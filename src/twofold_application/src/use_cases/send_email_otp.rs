use twofold_core::{
    EmailClient, PendingOtp, TwoFactorMethod, TwoFactorStore, TwoFactorStoreError, UserId,
    UserStore, UserStoreError,
};

const RESEND_OTP_TTL_SECONDS: i64 = 60;

/// Error types for the send-email-OTP use case
#[derive(Debug, thiserror::Error)]
pub enum SendEmailOtpError {
    #[error("Email two-factor authentication is not configured")]
    NotConfigured,
    #[error("User store error: {0}")]
    UserStoreError(#[from] UserStoreError),
    #[error("Two-factor store error: {0}")]
    TwoFactorStoreError(TwoFactorStoreError),
    #[error("Failed to send email: {0}")]
    EmailError(String),
}

impl From<TwoFactorStoreError> for SendEmailOtpError {
    fn from(error: TwoFactorStoreError) -> Self {
        match error {
            TwoFactorStoreError::RecordNotFound => SendEmailOtpError::NotConfigured,
            other => SendEmailOtpError::TwoFactorStoreError(other),
        }
    }
}

/// Send-email-OTP use case - the explicit, caller-invoked resend path.
/// Always replaces whatever pending code was on file.
pub struct SendEmailOtpUseCase<U, T, E>
where
    U: UserStore,
    T: TwoFactorStore,
    E: EmailClient,
{
    user_store: U,
    two_factor_store: T,
    email_client: E,
}

impl<U, T, E> SendEmailOtpUseCase<U, T, E>
where
    U: UserStore,
    T: TwoFactorStore,
    E: EmailClient,
{
    pub fn new(user_store: U, two_factor_store: T, email_client: E) -> Self {
        Self {
            user_store,
            two_factor_store,
            email_client,
        }
    }

    #[tracing::instrument(name = "SendEmailOtpUseCase::execute", skip(self))]
    pub async fn execute(&self, user_id: UserId) -> Result<(), SendEmailOtpError> {
        let record = self.two_factor_store.get(user_id).await?;
        if record.method() != TwoFactorMethod::Email {
            return Err(SendEmailOtpError::NotConfigured);
        }

        let user = self.user_store.get_user(user_id).await?;

        let otp = PendingOtp::issue(RESEND_OTP_TTL_SECONDS);
        let code = otp.code().clone();
        self.two_factor_store.set_pending_otp(user_id, otp).await?;

        self.email_client
            .send_email(user.email(), "Your verification code", code.as_str())
            .await
            .map_err(SendEmailOtpError::EmailError)?;

        Ok(())
    }
}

About this task: Output the line containing "let code = otp.code().clone();" and every line after it through the final line of the records above, exactly as written and nothing else.

Problem solution:
        let code = otp.code().clone();
        self.two_factor_store.set_pending_otp(user_id, otp).await?;

        self.email_client
            .send_email(user.email(), "Your verification code", code.as_str())
            .await
            .map_err(SendEmailOtpError::EmailError)?;

        Ok(())
    }
}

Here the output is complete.